Personal information
- Born: Robert Harold Cleghorn 27 December 1912 Auckland, New Zealand
- Died: 10 October 1996 (aged 83)
- Weight: 109 kg (240 lb)

Sport
- Country: New Zealand
- Sport: Weightlifting

Achievements and titles
- National finals: Middle heavyweight champion (1955) Heavyweight champion (1937, 1938, 1939, 1940, 1949, 1950, 1951, 1952, 1953, 1954)

Medal record
Commonwealth Games
| Gold medal – first place | 1950 Auckland | 110 kg |
| Bronze medal – third place | 1954 Vancouver | 110 kg |

= Harold Cleghorn =

New Zealand weightlifter (1912–1996)

Robert Harold Cleghorn (27 December 1912 – 10 October 1996) was a weightlifting competitor for New Zealand.

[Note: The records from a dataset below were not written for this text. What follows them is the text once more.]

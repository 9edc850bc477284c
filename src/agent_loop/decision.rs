//! Turns a model reply into a typed [`Decision`].

use lazy_static::lazy_static;
use regex::Regex;
use serde::Deserialize;
use serde_json::Value;

use crate::tools::ASK_USER_TOOL;

pub const TASK_COMPLETE_ACTION: &str = "task_complete";
pub const ASK_USER_ACTION: &str = ASK_USER_TOOL;
pub const DEFAULT_QUESTION: &str = "No question provided.";

lazy_static! {
    static ref FENCED_BLOCK: Regex = Regex::new(r"(?s)```[a-zA-Z]*\s*(\{.*\})\s*```").unwrap();
}

#[derive(Debug, Clone, PartialEq)]
pub enum Decision {
    Complete { result: Option<String> },
    AskUser { question: String },
    InvokeTool { name: String, args: Value },
    Unknown { name: String },
}

#[derive(Debug, Clone, PartialEq)]
pub struct ParsedDecision {
    pub thought: String,
    pub decision: Decision,
}

#[derive(Debug, thiserror::Error)]
pub enum DecisionError {
    #[error("no JSON object in response")]
    NoJson,

    #[error("invalid JSON: {0}")]
    InvalidJson(#[from] serde_json::Error),

    #[error("response has no action")]
    MissingAction,
}

#[derive(Debug, Deserialize)]
struct RawDecision {
    #[serde(default)]
    thought: Value,
    #[serde(default)]
    action: Option<String>,
    #[serde(default)]
    args: Value,
}

/// Finds the JSON object in a reply. Models often wrap it in a fenced block
/// or surround it with prose.
fn extract_json(raw: &str) -> Option<&str> {
    let trimmed = raw.trim();
    if trimmed.starts_with('{') && trimmed.ends_with('}') {
        return Some(trimmed);
    }
    if let Some(inner) = FENCED_BLOCK.captures(trimmed).and_then(|c| c.get(1)) {
        return Some(inner.as_str());
    }
    let start = trimmed.find('{')?;
    let end = trimmed.rfind('}')?;
    (start < end).then(|| &trimmed[start..=end])
}

fn text_of(value: &Value) -> Option<String> {
    match value {
        Value::Null => None,
        Value::String(text) => Some(text.clone()),
        other => Some(other.to_string()),
    }
}

/// Parses `{"thought": .., "action": .., "args": {..}}`. Reserved actions
/// take precedence over tools of the same name; `is_tool` decides whether any
/// other action resolves.
pub fn parse_decision(raw: &str, is_tool: impl Fn(&str) -> bool) -> Result<ParsedDecision, DecisionError> {
    let json = extract_json(raw).ok_or(DecisionError::NoJson)?;
    let parsed: RawDecision = serde_json::from_str(json)?;
    let action = parsed
        .action
        .map(|a| a.trim().to_string())
        .filter(|a| !a.is_empty())
        .ok_or(DecisionError::MissingAction)?;

    let decision = match action.as_str() {
        TASK_COMPLETE_ACTION => Decision::Complete {
            result: parsed.args.get("result").and_then(text_of),
        },
        ASK_USER_ACTION => Decision::AskUser {
            question: parsed
                .args
                .get("question")
                .and_then(text_of)
                .filter(|q| !q.trim().is_empty())
                .unwrap_or_else(|| DEFAULT_QUESTION.to_string()),
        },
        name if is_tool(name) => Decision::InvokeTool {
            name: name.to_string(),
            args: parsed.args,
        },
        name => Decision::Unknown {
            name: name.to_string(),
        },
    };

    Ok(ParsedDecision {
        thought: text_of(&parsed.thought).unwrap_or_default(),
        decision,
    })
}

#[cfg(test)]
mod tests {
    use super::*;
    use serde_json::json;

    fn known(name: &str) -> bool {
        matches!(name, "read_file" | "write_file" | "fs__search")
    }

    #[test]
    fn test_task_complete() {
        let parsed = parse_decision(
            r#"{"thought":"all done","action":"task_complete","args":{"result":"Shipped"}}"#,
            known,
        )
        .unwrap();
        assert_eq!(parsed.thought, "all done");
        assert_eq!(
            parsed.decision,
            Decision::Complete {
                result: Some("Shipped".to_string())
            }
        );

        let parsed = parse_decision(r#"{"action":"task_complete"}"#, known).unwrap();
        assert_eq!(parsed.decision, Decision::Complete { result: None });
    }

    #[test]
    fn test_ask_user_question_and_default() {
        let parsed = parse_decision(
            r#"{"action":"ask_user","args":{"question":"Which branch?"}}"#,
            known,
        )
        .unwrap();
        assert_eq!(
            parsed.decision,
            Decision::AskUser {
                question: "Which branch?".to_string()
            }
        );

        let parsed = parse_decision(r#"{"action":"ask_user"}"#, known).unwrap();
        assert_eq!(
            parsed.decision,
            Decision::AskUser {
                question: DEFAULT_QUESTION.to_string()
            }
        );
    }

    #[test]
    fn test_tool_and_unknown() {
        let parsed = parse_decision(
            r#"{"thought":"look","action":"read_file","args":{"path":"a.txt"}}"#,
            known,
        )
        .unwrap();
        assert_eq!(
            parsed.decision,
            Decision::InvokeTool {
                name: "read_file".to_string(),
                args: json!({"path": "a.txt"})
            }
        );

        let parsed = parse_decision(r#"{"action":"read_task","args":{}}"#, known).unwrap();
        assert_eq!(
            parsed.decision,
            Decision::Unknown {
                name: "read_task".to_string()
            }
        );
    }

    #[test]
    fn test_fenced_and_wrapped_json() {
        let fenced = "Here is my plan:\n```json\n{\"action\":\"fs__search\",\"args\":{\"q\":\"x\"}}\n```\n";
        let parsed = parse_decision(fenced, known).unwrap();
        assert!(matches!(parsed.decision, Decision::InvokeTool { ref name, .. } if name == "fs__search"));

        let wrapped = "Sure! {\"action\":\"task_complete\",\"args\":{\"result\":\"ok\"}} Hope that helps.";
        assert!(matches!(
            parse_decision(wrapped, known).unwrap().decision,
            Decision::Complete { .. }
        ));
    }

    #[test]
    fn test_malformed_responses() {
        assert!(matches!(parse_decision("I think I'm done", known), Err(DecisionError::NoJson)));
        assert!(matches!(
            parse_decision("{\"action\": task_complete}", known),
            Err(DecisionError::InvalidJson(_))
        ));
        assert!(matches!(
            parse_decision(r#"{"thought":"hmm"}"#, known),
            Err(DecisionError::MissingAction)
        ));
        assert!(matches!(
            parse_decision(r#"{"action":"   "}"#, known),
            Err(DecisionError::MissingAction)
        ));
    }
}
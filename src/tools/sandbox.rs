//! Path confinement for file tools. A requested path must resolve under the
//! agent's workspace root, both lexically and after following symlinks.

use std::path::{Component, Path, PathBuf};

use super::ToolError;

/// Collapses `.` and `..` without touching the filesystem.
pub fn normalize_path(path: &Path) -> PathBuf {
    let mut components = Vec::new();
    for component in path.components() {
        match component {
            Component::ParentDir => {
                components.pop();
            }
            Component::CurDir => {}
            other => components.push(other),
        }
    }
    components.iter().collect()
}

/// Resolves `requested` (relative to `root`, or absolute) and rejects anything
/// that lands outside `root`.
pub fn resolve_in_workspace(root: &Path, requested: &str) -> Result<PathBuf, ToolError> {
    let denied = || ToolError::AccessDenied {
        path: requested.to_string(),
    };

    let input = Path::new(requested);
    let joined = if input.is_absolute() {
        input.to_path_buf()
    } else {
        root.join(input)
    };
    let resolved = normalize_path(&joined);
    let root = normalize_path(root);
    if !resolved.starts_with(&root) {
        return Err(denied());
    }

    // A symlink inside the workspace may still point outside of it.
    let canonical_root = root.canonicalize().unwrap_or_else(|_| root.clone());
    if let Some(existing) = resolved.ancestors().find(|p| p.exists()) {
        let canonical = existing.canonicalize().map_err(|_| denied())?;
        if !canonical.starts_with(&canonical_root) {
            return Err(denied());
        }
    }

    Ok(resolved)
}

/// The `/`-separated path of `requested` relative to `root`, or `None` when it
/// is denied or names the root itself. Spellings such as `a.txt` and
/// `./a.txt` map to the same value.
pub fn workspace_relative(root: &Path, requested: &str) -> Option<String> {
    let resolved = resolve_in_workspace(root, requested).ok()?;
    let relative = resolved.strip_prefix(normalize_path(root)).ok()?;
    let parts: Vec<_> = relative
        .components()
        .map(|c| c.as_os_str().to_string_lossy().into_owned())
        .collect();
    (!parts.is_empty()).then(|| parts.join("/"))
}
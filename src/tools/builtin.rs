use async_trait::async_trait;
use serde::Deserialize;
use serde_json::Value;
use std::process::Stdio;
use std::sync::Arc;
use tokio::process::Command;

use super::sandbox::resolve_in_workspace;
use super::{parse_args, ArgumentSchema, Tool, ToolContext, ToolError};

pub const READ_FILE_TOOL: &str = "read_file";
pub const WRITE_FILE_TOOL: &str = "write_file";
pub const RUN_COMMAND_TOOL: &str = "run_command";
pub const ASK_USER_TOOL: &str = "ask_user";

pub fn builtin_tools() -> Vec<Arc<dyn Tool>> {
    vec![
        Arc::new(ReadFileTool),
        Arc::new(WriteFileTool),
        Arc::new(RunCommandTool),
        Arc::new(AskUserTool),
    ]
}

// --- read_file ---

pub struct ReadFileTool;

#[derive(Debug, Deserialize)]
struct ReadFileArgs {
    path: String,
}

#[async_trait]
impl Tool for ReadFileTool {
    fn name(&self) -> &str {
        READ_FILE_TOOL
    }

    fn description(&self) -> &str {
        "Read the contents of a file in the workspace"
    }

    fn schema(&self) -> ArgumentSchema {
        ArgumentSchema::new().field("path", "string", true, "Path relative to the workspace")
    }

    async fn execute(&self, args: Value, ctx: &ToolContext) -> Result<String, ToolError> {
        let args: ReadFileArgs = parse_args(self.name(), args)?;
        let path = resolve_in_workspace(&ctx.workspace_root, &args.path)?;

        tokio::fs::read_to_string(&path)
            .await
            .map_err(|source| ToolError::Io {
                action: "reading",
                path: args.path,
                source,
            })
    }
}

// --- write_file ---

pub struct WriteFileTool;

#[derive(Debug, Deserialize)]
struct WriteFileArgs {
    path: String,
    content: String,
}

#[async_trait]
impl Tool for WriteFileTool {
    fn name(&self) -> &str {
        WRITE_FILE_TOOL
    }

    fn description(&self) -> &str {
        "Write content to a file in the workspace, creating parent directories as needed"
    }

    fn schema(&self) -> ArgumentSchema {
        ArgumentSchema::new()
            .field("path", "string", true, "Path relative to the workspace")
            .field("content", "string", true, "Full file contents")
    }

    async fn execute(&self, args: Value, ctx: &ToolContext) -> Result<String, ToolError> {
        let args: WriteFileArgs = parse_args(self.name(), args)?;
        let path = resolve_in_workspace(&ctx.workspace_root, &args.path)?;

        if let Some(parent) = path.parent() {
            tokio::fs::create_dir_all(parent)
                .await
                .map_err(|source| ToolError::Io {
                    action: "creating directories for",
                    path: args.path.clone(),
                    source,
                })?;
        }
        tokio::fs::write(&path, args.content.as_bytes())
            .await
            .map_err(|source| ToolError::Io {
                action: "writing",
                path: args.path.clone(),
                source,
            })?;

        Ok(format!(
            "Successfully wrote {} bytes to {}",
            args.content.len(),
            path.display()
        ))
    }
}

// --- run_command ---

pub struct RunCommandTool;

#[derive(Debug, Deserialize)]
struct RunCommandArgs {
    command: String,
}

fn combine_output(stdout: &str, stderr: &str) -> String {
    match (stdout.trim().is_empty(), stderr.trim().is_empty()) {
        (true, true) => "(no output)".to_string(),
        (false, true) => stdout.to_string(),
        (true, false) => stderr.to_string(),
        (false, false) => format!("{}\n[stderr]\n{}", stdout, stderr),
    }
}

#[async_trait]
impl Tool for RunCommandTool {
    fn name(&self) -> &str {
        RUN_COMMAND_TOOL
    }

    fn description(&self) -> &str {
        "Run a shell command with the workspace as working directory"
    }

    fn schema(&self) -> ArgumentSchema {
        ArgumentSchema::new().field("command", "string", true, "Shell command line")
    }

    async fn execute(&self, args: Value, ctx: &ToolContext) -> Result<String, ToolError> {
        let args: RunCommandArgs = parse_args(self.name(), args)?;
        if args.command.trim().is_empty() {
            return Err(ToolError::InvalidArguments {
                tool: self.name().to_string(),
                reason: "command must not be empty".to_string(),
            });
        }

        let mut command = if cfg!(windows) {
            let mut cmd = Command::new("cmd");
            cmd.arg("/C").arg(&args.command);
            cmd
        } else {
            let mut cmd = Command::new("sh");
            cmd.arg("-c").arg(&args.command);
            cmd
        };
        command
            .current_dir(&ctx.workspace_root)
            .stdin(Stdio::null())
            .kill_on_drop(true);

        tracing::debug!(agent_id = %ctx.agent_id, "Running command: {}", args.command);
        let output = command.output().await.map_err(|source| ToolError::Io {
            action: "running",
            path: args.command.clone(),
            source,
        })?;

        let stdout = String::from_utf8_lossy(&output.stdout);
        let stderr = String::from_utf8_lossy(&output.stderr);
        let combined = combine_output(&stdout, &stderr);

        if output.status.success() {
            Ok(combined)
        } else {
            Err(ToolError::CommandFailed {
                status: output.status.to_string(),
                output: combined,
            })
        }
    }
}

// --- ask_user ---

/// Listed so the model knows it can ask; the pause itself is handled by the
/// agent loop, which treats `ask_user` as a reserved action.
pub struct AskUserTool;

#[derive(Debug, Deserialize)]
struct AskUserArgs {
    #[serde(default)]
    question: Option<String>,
}

#[async_trait]
impl Tool for AskUserTool {
    fn name(&self) -> &str {
        ASK_USER_TOOL
    }

    fn description(&self) -> &str {
        "Pause and ask the user for clarification or input"
    }

    fn schema(&self) -> ArgumentSchema {
        ArgumentSchema::new().field("question", "string", true, "The question to ask the user")
    }

    async fn execute(&self, args: Value, _ctx: &ToolContext) -> Result<String, ToolError> {
        let args: AskUserArgs = parse_args(self.name(), args)?;
        Ok(format!("AWAITING_INPUT: {}", args.question.unwrap_or_default()))
    }
}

He won the gold medal at the 1950 British Empire Games in the men's 110 kg division. At the 1954 British Empire Games, he won the bronze medal in the same event.

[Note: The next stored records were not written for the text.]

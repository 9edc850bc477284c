//! External Tool Gateway: launches out-of-process tool servers, discovers
//! their tools and exposes them as `<server>__<tool>` in the tool namespace.

pub mod server;

use anyhow::{anyhow, Result};
use async_trait::async_trait;
use parking_lot::RwLock;
use serde::{Deserialize, Serialize};
use serde_json::Value;
use std::collections::{BTreeMap, HashMap};
use std::path::Path;
use std::sync::Arc;
use std::time::Duration;
use tracing::{debug, info, warn};

use crate::tools::{ArgumentSchema, Tool, ToolContext, ToolError};

pub use server::{CallToolResult, RemoteTool, ServerLaunchSpec, ToolServer};

pub const NAMESPACE_SEPARATOR: &str = "__";

/// On-disk gateway configuration: `{"mcpServers": {"<name>": {...}}}`.
#[derive(Debug, Default, Serialize, Deserialize)]
pub struct ToolServersFile {
    #[serde(rename = "mcpServers", default)]
    pub servers: BTreeMap<String, ServerLaunchSpec>,
}

pub fn qualified_name(server: &str, tool: &str) -> String {
    format!("{}{}{}", server, NAMESPACE_SEPARATOR, tool)
}

/// A discovered tool, proxied to the server that owns it.
pub struct ExternalTool {
    qualified_name: String,
    remote_name: String,
    description: String,
    schema: ArgumentSchema,
    server: Arc<ToolServer>,
}

#[async_trait]
impl Tool for ExternalTool {
    fn name(&self) -> &str {
        &self.qualified_name
    }

    fn description(&self) -> &str {
        &self.description
    }

    fn schema(&self) -> ArgumentSchema {
        self.schema.clone()
    }

    async fn execute(&self, args: Value, _ctx: &ToolContext) -> Result<String, ToolError> {
        let args = if args.is_null() {
            Value::Object(Default::default())
        } else {
            args
        };

        let result = self
            .server
            .call_tool(&self.remote_name, args)
            .await
            .map_err(|e| ToolError::External {
                server: self.server.name().to_string(),
                message: format!("{:#}", e),
            })?;

        if result.is_error {
            Err(ToolError::External {
                server: self.server.name().to_string(),
                message: result.to_text(),
            })
        } else {
            Ok(result.to_text())
        }
    }
}

pub struct ToolGateway {
    servers: RwLock<HashMap<String, Arc<ToolServer>>>,
    tools: RwLock<BTreeMap<String, Arc<ExternalTool>>>,
    discovery_timeout: Duration,
}

impl ToolGateway {
    pub fn new(discovery_timeout: Duration) -> Self {
        Self {
            servers: RwLock::new(HashMap::new()),
            tools: RwLock::new(BTreeMap::new()),
            discovery_timeout,
        }
    }

    /// Connects every server named in the file. A missing file means no
    /// external tools; a malformed file or a failing server is logged and
    /// skipped. Returns how many servers connected.
    pub async fn load_config(&self, path: &Path) -> usize {
        let content = match tokio::fs::read_to_string(path).await {
            Ok(content) => content,
            Err(e) if e.kind() == std::io::ErrorKind::NotFound => {
                debug!("No tool server config at {}", path.display());
                return 0;
            }
            Err(e) => {
                warn!("Failed to read tool server config {}: {}", path.display(), e);
                return 0;
            }
        };

        let config: ToolServersFile = match serde_json::from_str(&content) {
            Ok(config) => config,
            Err(e) => {
                warn!("Malformed tool server config {}: {}", path.display(), e);
                return 0;
            }
        };

        let attempts = config
            .servers
            .iter()
            .map(|(name, spec)| async move { (name, self.connect(name, spec).await) });

        let mut connected = 0;
        for (name, outcome) in futures::future::join_all(attempts).await {
            match outcome {
                Ok(count) => {
                    info!("Tool server '{}' connected with {} tools", name, count);
                    connected += 1;
                }
                Err(e) => warn!("Tool server '{}' unavailable: {:#}", name, e),
            }
        }
        connected
    }

    /// Launches a server, performs the handshake and registers its tools.
    /// Returns the number of tools discovered.
    pub async fn connect(&self, name: &str, spec: &ServerLaunchSpec) -> Result<usize> {
        if name.is_empty() || name.contains(NAMESPACE_SEPARATOR) {
            return Err(anyhow!("Invalid tool server name '{}'", name));
        }

        let discovery = async {
            let server = ToolServer::spawn(name, spec).await?;
            server.initialize().await?;
            let tools = server.list_tools().await?;
            Ok::<_, anyhow::Error>((server, tools))
        };
        let (server, remote_tools) = tokio::time::timeout(self.discovery_timeout, discovery)
            .await
            .map_err(|_| anyhow!("Timed out after {:?} during discovery", self.discovery_timeout))??;

        let server = Arc::new(server);
        let count = remote_tools.len();
        let previous = self.servers.write().insert(name.to_string(), server.clone());
        {
            let mut tools = self.tools.write();
            let prefix = qualified_name(name, "");
            tools.retain(|tool_name, _| !tool_name.starts_with(&prefix));

            for remote in remote_tools {
                let qualified = qualified_name(name, &remote.name);
                debug!("Discovered tool {}", qualified);
                tools.insert(
                    qualified.clone(),
                    Arc::new(ExternalTool {
                        qualified_name: qualified,
                        description: remote.description.unwrap_or_default(),
                        schema: ArgumentSchema::from_json_schema(&remote.input_schema),
                        remote_name: remote.name,
                        server: server.clone(),
                    }),
                );
            }
        }

        if let Some(previous) = previous {
            if let Err(e) = previous.shutdown().await {
                debug!("Replaced tool server '{}' did not shut down cleanly: {}", name, e);
            }
        }
        Ok(count)
    }

    pub fn get(&self, name: &str) -> Option<Arc<dyn Tool>> {
        self.tools
            .read()
            .get(name)
            .map(|tool| tool.clone() as Arc<dyn Tool>)
    }

    pub fn tools(&self) -> Vec<Arc<dyn Tool>> {
        self.tools
            .read()
            .values()
            .map(|tool| tool.clone() as Arc<dyn Tool>)
            .collect()
    }

    pub fn server_names(&self) -> Vec<String> {
        let mut names: Vec<String> = self.servers.read().keys().cloned().collect();
        names.sort();
        names
    }

    pub async fn disconnect(&self, name: &str) -> bool {
        let server = self.servers.write().remove(name);
        let Some(server) = server else {
            return false;
        };

        let prefix = qualified_name(name, "");
        self.tools
            .write()
            .retain(|tool_name, _| !tool_name.starts_with(&prefix));
        if let Err(e) = server.shutdown().await {
            debug!("Tool server '{}' did not shut down cleanly: {}", name, e);
        }
        info!("Disconnected tool server '{}'", name);
        true
    }

    pub async fn disconnect_all(&self) {
        for name in self.server_names() {
            self.disconnect(&name).await;
        }
    }
}

impl Default for ToolGateway {
    fn default() -> Self {
        Self::new(Duration::from_secs(30))
    }
}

He represented New Zealand at the 1952 Summer Olympics where he placed 7th overall in the men's heavyweight.

Cleghorn won 11 New Zealand national weightlifting championship titles: in the heavyweight division in consecutive years from 1937 to 1940, and then again from 1949 to 1954; and in the middle heavyweight division in 1955.